Waagplatz: Jugend bekommt eine "Agentur für Demokratie"

14.7.2019, 10:00 Uhr
Waagplatz: Jugend bekommt eine

© Stadt Fürth

"Mariechen" hat der Altstadtverein das Häuschen in der Waagstraße 3 getauft. Nach der früheren Besitzerin, Maria Höfler, die die gute Seele am Waagplatz gewesen sei, wie der Vorsitzende Siegfried Meiner erzählt. 2018 verstarb sie mit 95 Jahren.

Im selben Jahr entschied sich der Altstadtverein, eines zu verhindern: dass das Mariechen – ein klassizistisches Geschäftshäuschen, das 1840 direkt vor ein Wohnhaus gebaut wurde – den "falschen Mieter" bekommt. Der falsche Mieter, das wäre für die Mitglieder zum Beispiel ein Immobilienbüro gewesen, das die Schaufenster mit Angeboten zuhängt und sonst kein Leben in die Altstadt bringt.

Der Verein entschied sich, selbst zum Mieter zu werden – und passende Untermieter zu suchen.
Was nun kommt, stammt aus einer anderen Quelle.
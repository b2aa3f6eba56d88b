#![cfg_attr(feature = "fail-on-warnings", deny(warnings))]
#![warn(clippy::all, clippy::pedantic, clippy::nursery, clippy::cargo)]
#![allow(clippy::multiple_crate_versions, clippy::cargo_common_metadata)]

//! Shared CLI utilities for the bridge accidents toolchain.
//!
//! Provides `indicatif`-backed progress bars behind the [`ProgressCallback`]
//! trait, plus [`init_logger`] which sets up `indicatif-log-bridge` so that
//! `log::info!` and friends are suspended while progress bars redraw.

use std::sync::Arc;
use std::time::Duration;

use bridge_accidents_source::progress::ProgressCallback;
use indicatif::{ProgressBar, ProgressStyle};

pub use indicatif::MultiProgress;

/// An `indicatif` [`ProgressBar`] that implements [`ProgressCallback`].
pub struct IndicatifProgress {
    bar: ProgressBar,
    /// Style to switch to once `set_total()` provides a known length.
    bar_style: ProgressStyle,
}

impl IndicatifProgress {
    /// Creates a progress bar for pipeline steps (e.g., step 2/5).
    /// Total is known up front so this starts as a bar immediately.
    #[must_use]
    pub fn steps_bar(
        multi: &MultiProgress,
        message: &str,
        total: u64,
    ) -> Arc<dyn ProgressCallback> {
        let bar = multi.add(ProgressBar::new(total));
        bar.set_style(
            ProgressStyle::with_template(
                "{msg} {wide_bar:.green/dim} {pos}/{len} [{elapsed_precise}]",
            )
            .unwrap_or_else(|_| ProgressStyle::default_bar())
            .progress_chars("##-"),
        );
        bar.set_message(message.to_string());

        let bar_style = bar.style();

        Arc::new(Self { bar, bar_style })
    }

    /// Creates a progress bar for frame rendering, where the total is only
    /// known once the schedule is built. Starts as a spinner and switches
    /// to a bar on `set_total()`.
    #[must_use]
    pub fn frames_bar(multi: &MultiProgress, message: &str) -> Arc<dyn ProgressCallback> {
        let bar = multi.add(ProgressBar::new_spinner());
        bar.enable_steady_tick(Duration::from_millis(100));
        bar.set_style(
            ProgressStyle::with_template("{spinner:.yellow} {msg}")
                .unwrap_or_else(|_| ProgressStyle::default_spinner()),
        );
        bar.set_message(message.to_string());

        let bar_style = ProgressStyle::with_template(
            "  {msg} {wide_bar:.yellow/dim} {pos}/{len} {percent}% [{eta}]",
        )
        .unwrap_or_else(|_| ProgressStyle::default_bar())
        .progress_chars("##-");

        Arc::new(Self { bar, bar_style })
    }
}

impl ProgressCallback for IndicatifProgress {
    fn set_total(&self, total: u64) {
        self.bar.set_length(total);
        self.bar.set_position(0);
        self.bar.set_style(self.bar_style.clone());
    }

    fn inc(&self, delta: u64) {
        self.bar.inc(delta);
    }

    fn set_message(&self, msg: String) {
        self.bar.set_message(msg);
    }

    fn finish(&self, msg: String) {
        self.bar.finish_with_message(msg);
    }
}

/// Initializes the global logger wrapped in `indicatif-log-bridge` so that
/// `log::info!` and friends are suspended while progress bars redraw.
///
/// The filter comes from `RUST_LOG` and defaults to `info`.
///
/// Returns the [`MultiProgress`] that all progress bars must be added to.
#[must_use]
pub fn init_logger() -> MultiProgress {
    let multi = MultiProgress::new();

    let mut builder = pretty_env_logger::formatted_builder();
    builder.filter_level(log::LevelFilter::Info);
    if let Ok(filter) = std::env::var("RUST_LOG") {
        builder.parse_filters(&filter);
    }
    let logger = builder.build();
    let level = logger.filter();

    indicatif_log_bridge::LogWrapper::new(multi.clone(), logger)
        .try_init()
        .ok(); // Ignore error if logger was already set (e.g., in tests)

    log::set_max_level(level);

    multi
}
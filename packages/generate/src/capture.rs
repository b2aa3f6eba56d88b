//! Per-frame map pages and their screenshots.

use std::path::{Path, PathBuf};
use std::process::Command;
use std::sync::Arc;

use bridge_accidents_source::progress::ProgressCallback;
use chrono::NaiveDate;
use geojson::FeatureCollection;

use crate::animation::{Circle, FrameSchedule};
use crate::map::{MapScene, Marker, accident_feature, render_map_html};
use crate::{GenerateError, io, run_tool, write_output};

/// File stem of the intro frame, which sorts before every dated frame.
pub const INTRO_FRAME: &str = "0-0-0";

/// Turns an HTML page into a PNG screenshot.
pub trait FrameCapturer {
    /// Screenshots `page` into `png`.
    ///
    /// # Errors
    ///
    /// Returns [`GenerateError`] if the screenshot cannot be taken.
    fn capture(&mut self, page: &Path, png: &Path) -> Result<(), GenerateError>;
}

/// Screenshots pages with a headless browser run once per frame.
#[derive(Debug, Clone, PartialEq, Eq)]
pub struct HeadlessBrowser {
    program: String,
    width: u32,
    height: u32,
}

impl HeadlessBrowser {
    /// Headless Firefox with a `width` x `height` window.
    #[must_use]
    pub fn firefox(width: u32, height: u32) -> Self {
        Self::new("firefox", width, height)
    }

    /// A Firefox-compatible browser binary.
    #[must_use]
    pub fn new(program: impl Into<String>, width: u32, height: u32) -> Self {
        Self {
            program: program.into(),
            width,
            height,
        }
    }

    /// Command-line arguments for screenshotting `url` into `png`.
    #[must_use]
    pub fn args(&self, url: &str, png: &Path) -> Vec<String> {
        vec![
            "--headless".to_string(),
            "--screenshot".to_string(),
            png.display().to_string(),
            format!("--window-size={},{}", self.width, self.height),
            url.to_string(),
        ]
    }
}

impl FrameCapturer for HeadlessBrowser {
    fn capture(&mut self, page: &Path, png: &Path) -> Result<(), GenerateError> {
        let page = page.canonicalize().map_err(|e| io(page, e))?;
        let png = std::path::absolute(png).map_err(|e| io(png, e))?;
        let url = format!("file://{}", page.display());
        run_tool(Command::new(&self.program).args(self.args(&url, &png)))
    }
}

/// Paths of the rendered animation frames.
#[derive(Debug, Clone, PartialEq, Eq)]
pub struct RenderedFrames {
    /// Intro frame screenshot.
    pub intro: PathBuf,
    /// Dated frame screenshots, in schedule order.
    pub frames: Vec<(NaiveDate, PathBuf)>,
    /// Whether screenshots were taken.
    pub captured: bool,
}

fn circle_feature(circle: &Circle) -> geojson::Feature {
    accident_feature(
        &circle.record,
        circle.record.state,
        Marker {
            radius: circle.radius,
            opacity: circle.opacity,
        },
    )
}

fn page_features<'a>(layers: impl IntoIterator<Item = &'a Circle>) -> FeatureCollection {
    FeatureCollection {
        bbox: None,
        features: layers.into_iter().map(circle_feature).collect(),
        foreign_members: None,
    }
}

/// Writes one HTML page per frame (plus an empty intro page) under
/// `out_dir` and, when a capturer is given, screenshots each to
/// `<YYYY-MM-DD>.png` (`0-0-0.png` for the intro).
///
/// Frames are rendered and captured one at a time.
///
/// # Errors
///
/// * [`GenerateError::EmptyAnimation`] if the schedule has no frames
/// * any write, serialization, or capture error
pub fn render_frames(
    schedule: &FrameSchedule,
    scene: &MapScene,
    out_dir: &Path,
    mut capturer: Option<&mut dyn FrameCapturer>,
    progress: &Arc<dyn ProgressCallback>,
) -> Result<RenderedFrames, GenerateError> {
    let Some(first) = schedule.frames.first() else {
        return Err(GenerateError::EmptyAnimation);
    };

    std::fs::create_dir_all(out_dir).map_err(|e| io(out_dir, e))?;
    progress.set_total(schedule.frames.len() as u64 + 1);

    let mut emit = |stem: &str, features: &FeatureCollection, label: &str| {
        let page = out_dir.join(format!("{stem}.html"));
        let png = out_dir.join(format!("{stem}.png"));
        write_output(&page, &render_map_html(scene, features, Some(label))?)?;
        if let Some(c) = capturer.as_deref_mut() {
            c.capture(&page, &png)?;
        }
        progress.inc(1);
        Ok::<_, GenerateError>(png)
    };

    let intro = emit(INTRO_FRAME, &page_features([]), &first.label())?;

    let mut frames = Vec::with_capacity(schedule.frames.len());
    for frame in &schedule.frames {
        progress.set_message(format!("Frame {}", frame.date));
        let features = page_features(schedule.settled_for(frame).iter().chain(&frame.circles));
        let stem = frame.date.format("%Y-%m-%d").to_string();
        let png = emit(&stem, &features, &frame.label())?;
        frames.push((frame.date, png));
    }

    let captured = capturer.is_some();
    progress.finish(format!("Rendered {} frames", frames.len()));
    log::info!(
        "Rendered {} frames to {}{}",
        frames.len(),
        out_dir.display(),
        if captured { "" } else { " (capture skipped)" }
    );

    Ok(RenderedFrames {
        intro,
        frames,
        captured,
    })
}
Nun glaubt man, genau die richtigen Leute gefunden zu haben: "Agentur für Demokratie und Jugendbeteiligung" steht auf dem Schaufenster, manchmal kann man drinnen schon junge Menschen sehen, die um einen Tisch herum sitzen. Den Mietvertrag unterschrieben hat die Abteilung Jugendarbeit der Stadt Fürth.

Das Mariechen soll zur "Keimzelle für Jugendliche werden, die etwas bewegen wollen", sagt Svantje Schindehütte. Die Sozialpädagogin, die in der Vergangenheit das Jugendhaus Catch Up leitete, ist seit drei Jahren zuständig fürs "Demokratie- und Jugendbeteiligungsmanagement" der Stadt Fürth; vor allem also fürs Projekt "Echt Fürth", das Jugendlichen hilft, sich in die Stadtpolitik und -gestaltung einzumischen.

Als der Altstadtverein im Februar auch via FN um Vorschläge bat, wie man den liebevoll sanierten Laden nutzen könnte, sah Schindehütte die Chance, in dem kleinen Haus etwas Großes zu schaffen: Platz für junge, engagierte Menschen. Das Konzept, das die Stadt einreichte, überzeugte den Verein. Anderen Bewerbern, die ein Café oder ein Atelier einrichten wollten, erteilte man eine Absage.

Die zwei schmalen Räume, insgesamt gerade einmal 32 Quadratmeter, sind jetzt als Arbeitsfläche für junge Menschen gedacht, die sich fürs Gemeinwohl engagieren. WLAN steht zur Verfügung, dazu ein Beamer und eine Leinwand. Erste feste Nutzergruppen gibt es schon: Der Jugendbeirat wird hier seine Sitzungen abhalten, die Redaktion des Jugendmagazins Direkt kann hier ihre Ausgaben planen, auch der "Runde Tisch Jugend" kommt hier zusammen. Im Oktober soll zudem eine Veranstaltungsreihe von "Echt Fürth" starten. Vorträge, Workshops und Filmabende sind angedacht. Weitere Gruppen sind willkommen, sagt Schindehütte.

Kein klassischer Jugendtreff

Kein klassischer Jugendtreff werde es also sein, betont Jutta Küppers, Leiterin der städtischen Jugendarbeit. Man sei hier auch an einem "anwohnersensiblen" Ort, "wir wollen uns gut einfügen". Es sei ungewöhnlich, dass Jugendliche an einer so zentralen, prominenten Stelle wirken können, sagt Schindehütte. Das Projekt "Echt Fürth" sei bisher schwer wahrnehmbar gewesen – plötzlich werde das Engagement sichtbar. "Leute, die vorbeigehen, schauen rein. Das ist toll für die Jugendlichen!"

Beim Fürth Festival oder beim Grafflmarkt werde die Aufmerksamkeit noch um ein Vielfaches größer sein, sagten Siegfried Meiner und Kamran Salimi als Vertreter des Altstadtvereins bei der Projektvorstellung. Salimi: "Man sieht hier, dass es der Stadt wichtig ist, für Jugendliche etwas zu tun."

Die Anmietung der Räume ist für Sozialreferentin Elisabeth Reichert auch ein Statement: dass man eine Gesellschaft will, die in der Mitte bleibt und nicht nach rechts rückt. Dem Altstadtverein dankte sie dafür, dass er nicht nur "auf die Hülle der Häuser" achte – sondern auch darauf, "was darin los ist".